Anti-LGBTQ+ Church of England can’t be fixed by MPs – they should disestablish it instead
Instead of trying to make the Church of England embrace same-sex marriage, parliament should separate church and state by beginning disestablishment, argues Stephen Evans, CEO of the National Secular Society
Last week, a group of respected parliamentarians led by Ben Bradshaw MP brought forward a bill to allow for same-sex marriage in the Church of England.
Unlike other religious organisations, the Church of England is explicitly banned from holding same sex marriages by parliament. This arrangement was part of a ‘quadruple lock’ to protect the Church from potential legal challenges when same sex marriage was legalised.
This was felt necessary because, again, unlike other religious organisations, the Church is legally obliged to marry all those who reside within a parish. There was clearly a tension between this duty and its opposition to same-sex marriage.
The Same-Sex Marriage (Church of England) Bill would simply enable clergy to conduct same sex marriages on Church of England premises, if they choose to do so, without breaking the law of the land. This would clearly advance the religious freedom of Anglicans who support same-sex marriage and see no conflict between that and their faith. The Church’s official doctrine would remain its own affair.
On that basis, this is a bill worthy of support. But by Bradshaw’s own admission, the intent behind the legislation is to nudge the Church of England in the direction that the bills proposers want it to go.
The Church’s established status is being used as leverage to get it to adopt a more inclusive doctrine, consistent with the parliamentarians’ own worldview. This is legitimatised by virtue of the Church being established by parliament and subservient to it.
But it’s this archaic arrangement that parliament ought to address, rather that the Church’s doctrine. Establishment strikes at heart of the enlightenment principles of separation of church and state and freedom of religion or belief.
The Church of England has a privileged position
The Church of England’s problem is that it doesn’t just interact with the state, it’s part of it. Our head of state is its supreme governor; its bishops are appointed by the monarch on the advice of the prime minister and enjoy seats in the House of Lords. It runs thousands of state-funded schools.
The concept of a state church in a nation characterised by its religious, racial and sexual diversity is absurd. The Church of England is in the business of ‘proclaiming the good news of Jesus Christ’. That’s fine for those that want it, but it isn’t a mission that accords with vast swathes of the British public.
According to the 2021 census, the number of us ticking the Christian box has fallen to less than 48 per cent. The proportion of the population identifying as Anglican is down to just 12 per cent. Fewer than one per cent of the population attend Anglican services on any given Sunday. And 52 per cent of the public say they do not regard themselves as belonging to any religion.
We’re clearly not a Christian country. The case for dismantling the Church’s relationship with the state is now overwhelming. Parliamentarians would do well to acknowledge this and establish a commission to untangle the ties that bind.
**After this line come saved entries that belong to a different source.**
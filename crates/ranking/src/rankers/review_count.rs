//! Rank movies by how many reviews they received.

use super::by_name;
use crate::traits::{Metric, Ranker};
use data_loader::MovieAggregate;
use std::cmp::Ordering;

/// Most reviewed first; equal counts are ordered by name.
pub struct ReviewCountRanker;

impl Ranker for ReviewCountRanker {
    fn name(&self) -> &str {
        "Num Reviews"
    }

    fn compare(&self, a: &MovieAggregate, b: &MovieAggregate) -> Ordering {
        b.review_count()
            .cmp(&a.review_count())
            .then_with(|| by_name(a, b))
    }

    fn metric(&self, movie: &MovieAggregate) -> Metric {
        Metric::Count(movie.review_count())
    }
}
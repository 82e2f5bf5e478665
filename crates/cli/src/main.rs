use anyhow::{Context, Result, bail};
use clap::{Parser, ValueEnum};
use colored::Colorize;
use data_loader::MovieCatalog;
use ranking::{DEFAULT_TOP, RankingEngine, Report};
use std::io::{self, BufRead, BufWriter, IsTerminal, Write};
use std::path::PathBuf;
use std::process::ExitCode;
use std::time::Instant;

/// ReelStats - top movies by rating and by number of reviews
#[derive(Parser)]
#[command(name = "reel-stats")]
#[command(about = "Aggregate movie reviews and print top-N rankings", long_about = None)]
struct Cli {
    /// Movie catalog CSV (MovieID,MovieName,PubYear). Read from stdin if omitted
    #[arg(short, long)]
    movies: Option<PathBuf>,

    /// Review CSV (MovieID,UserID,Rating,ReviewDate). Read from stdin if omitted
    #[arg(short, long)]
    reviews: Option<PathBuf>,

    /// Number of movies listed per ranking
    #[arg(short, long, default_value_t = DEFAULT_TOP)]
    top: usize,

    /// Output format
    #[arg(short, long, value_enum, default_value_t = OutputFormat::Text)]
    format: OutputFormat,
}

#[derive(Debug, Clone, Copy, PartialEq, Eq, ValueEnum)]
enum OutputFormat {
    Text,
    Json,
}

fn main() -> ExitCode {
    // Logs go to stderr so stdout carries nothing but the report
    tracing_subscriber::fmt()
        .with_env_filter(
            tracing_subscriber::EnvFilter::try_from_default_env()
                .unwrap_or_else(|_| tracing_subscriber::EnvFilter::new("info")),
        )
        .with_writer(io::stderr)
        .init();

    let cli = Cli::parse();

    let stdout = io::stdout();
    let mut out = BufWriter::new(stdout.lock());
    match run(&cli, &mut out) {
        Ok(()) => ExitCode::SUCCESS,
        Err(err) => {
            eprintln!("{} {:#}", "**Error:".red().bold(), err);
            ExitCode::FAILURE
        }
    }
}

/// Load both inputs and write the report to `out`.
///
/// Nothing is written unless both files load completely.
fn run<W: Write>(cli: &Cli, out: &mut W) -> Result<()> {
    let (movies_path, reviews_path) = resolve_input_paths(cli)?;
    tracing::debug!(
        "Reading movies from {} and reviews from {}",
        movies_path.display(),
        reviews_path.display()
    );

    let start = Instant::now();
    let catalog = MovieCatalog::load_from_files(&movies_path, &reviews_path)
        .context("Failed to load movie data")?;
    eprintln!(
        "{} Loaded {} movies and {} reviews in {:?}",
        "✓".green(),
        catalog.movie_count(),
        catalog.reviews_seen(),
        start.elapsed()
    );

    let engine = RankingEngine::standard();
    let report = Report::build(&catalog, &engine, cli.top);

    match cli.format {
        OutputFormat::Text => report.write_text(out).context("Failed to write report")?,
        OutputFormat::Json => report.write_json(out).context("Failed to write report")?,
    }
    out.flush().context("Failed to write report")?;

    Ok(())
}

/// Take each path from the command line, or else the next line of stdin.
///
/// Movies are always asked for before reviews.
fn resolve_input_paths(cli: &Cli) -> Result<(PathBuf, PathBuf)> {
    let stdin = io::stdin();
    let interactive = stdin.is_terminal();
    let mut lines = stdin.lock().lines();

    let movies = match &cli.movies {
        Some(path) => path.clone(),
        None => prompt_path(&mut lines, "movies", interactive)?,
    };
    let reviews = match &cli.reviews {
        Some(path) => path.clone(),
        None => prompt_path(&mut lines, "reviews", interactive)?,
    };

    Ok((movies, reviews))
}

fn prompt_path(
    lines: &mut impl Iterator<Item = io::Result<String>>,
    label: &str,
    interactive: bool,
) -> Result<PathBuf> {
    if interactive {
        eprint!("{} file: ", label.cyan());
        io::stderr().flush().ok();
    }

    let line = lines
        .next()
        .transpose()
        .with_context(|| format!("Failed to read {} file name", label))?
        .unwrap_or_default();

    let name = line.trim();
    if name.is_empty() {
        bail!("cannot open file: no {} file name given", label);
    }
    Ok(PathBuf::from(name))
}
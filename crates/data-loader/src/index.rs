//! MovieCatalog building and review aggregation.
//!
//! The catalog owns every `MovieAggregate` in load order and an id index
//! built once after loading, so folding a review in is a single hash lookup
//! instead of a scan over all movies.

use crate::error::Result;
use crate::parser;
use crate::types::*;
use std::collections::HashMap;
use std::io::BufRead;
use std::path::Path;
use tracing::{debug, info, instrument, warn};

/// All movies of one run together with their review totals.
///
/// The set of movies is fixed once the catalog is built; reviews only change
/// the counters inside existing aggregates.
#[derive(Debug, Default)]
pub struct MovieCatalog {
    /// Aggregates in catalog file order
    movies: Vec<MovieAggregate>,
    /// Position in `movies` of the first aggregate carrying each id
    id_index: HashMap<MovieId, usize>,
    /// Review lines processed so far, matched or not
    reviews_seen: usize,
}

impl MovieCatalog {
    /// Build a catalog from already parsed movies.
    ///
    /// When an id appears more than once, the first occurrence is the one
    /// that receives reviews. Later duplicates stay in the catalog with no
    /// reviews.
    pub fn new(movies: Vec<MovieAggregate>) -> Self {
        let mut id_index = HashMap::with_capacity(movies.len());
        for (position, movie) in movies.iter().enumerate() {
            if id_index.contains_key(&movie.id) {
                warn!(
                    movie_id = movie.id,
                    name = %movie.name,
                    "Duplicate movie id in catalog; reviews go to the first occurrence"
                );
                continue;
            }
            id_index.insert(movie.id, position);
        }

        Self {
            movies,
            id_index,
            reviews_seen: 0,
        }
    }

    /// Load the catalog and fold in the reviews from the two input files.
    ///
    /// Fails on the first file that cannot be opened or line that cannot be
    /// parsed; nothing is returned for a partially read input.
    #[instrument]
    pub fn load_from_files(movies_path: &Path, reviews_path: &Path) -> Result<Self> {
        let movies = parser::parse_movies_file(movies_path)?;
        info!("Loaded {} movies from {}", movies.len(), movies_path.display());

        let mut catalog = Self::new(movies);

        let reviews = parser::parse_reviews_file(reviews_path)?;
        catalog.apply_reviews(&reviews);
        info!(
            "Processed {} reviews from {}",
            catalog.reviews_seen(),
            reviews_path.display()
        );

        Ok(catalog)
    }

    /// Same as [`MovieCatalog::load_from_files`], from arbitrary readers.
    pub fn load_from_readers<M: BufRead, R: BufRead>(
        movies: M,
        reviews: R,
    ) -> Result<Self> {
        let mut catalog = Self::new(parser::parse_movies(movies, "movies")?);
        let reviews = parser::parse_reviews(reviews, "reviews")?;
        catalog.apply_reviews(&reviews);
        Ok(catalog)
    }

    /// Fold a batch of reviews into the matching movies.
    ///
    /// Every review counts towards `reviews_seen`; reviews whose movie id is
    /// not in the catalog change nothing else. Returns how many reviews were
    /// seen in this batch.
    pub fn apply_reviews(&mut self, reviews: &[Review]) -> usize {
        let mut matched = 0usize;
        for review in reviews {
            if self.record_review(review) {
                matched += 1;
            }
        }

        debug!(
            seen = reviews.len(),
            matched,
            unmatched = reviews.len() - matched,
            "Applied review batch"
        );
        reviews.len()
    }

    /// Fold a single review in. Returns whether its movie was found.
    pub fn record_review(&mut self, review: &Review) -> bool {
        self.reviews_seen += 1;
        match self.id_index.get(&review.movie_id) {
            Some(&position) => {
                self.movies[position].record_rating(review.rating);
                true
            }
            None => false,
        }
    }

    /// Look up the aggregate that receives reviews for `id`
    pub fn get_movie(&self, id: MovieId) -> Option<&MovieAggregate> {
        self.id_index.get(&id).map(|&position| &self.movies[position])
    }

    /// All aggregates in catalog file order
    pub fn movies(&self) -> &[MovieAggregate] {
        &self.movies
    }

    /// Number of aggregates (one per catalog line, duplicates included)
    pub fn movie_count(&self) -> usize {
        self.movies.len()
    }

    /// Review lines processed so far, whether or not they matched a movie
    pub fn reviews_seen(&self) -> usize {
        self.reviews_seen
    }

    /// Reviews that were folded into some movie
    pub fn reviews_matched(&self) -> usize {
        self.movies.iter().map(|m| m.review_count() as usize).sum()
    }
}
For the time being, such an untethering isn’t something most within the Church are keen to contemplate. Particularly the bishops who enjoy the power and prestige that establishment brings. But perhaps they could be persuaded.
The Church of England can’t have it both ways. To expect the all the status and privileges of establishment with all the independence of other religions and denominations is a classic example of having one’s cake and eating eat. If the Church of England is disestablished, parliament will have no legitimate right to intervene. And that’s the way it should be.
I wish those trying to build a more inclusive church well. It’s worthy work, but it’s not the job of the state – or at least it shouldn’t be.
Clearly an officially homophobic institution has no business being the state church. But ultimately, it’s not just the Church’s prejudice that should be consigned to history, it’s the whole concept of an established church itself.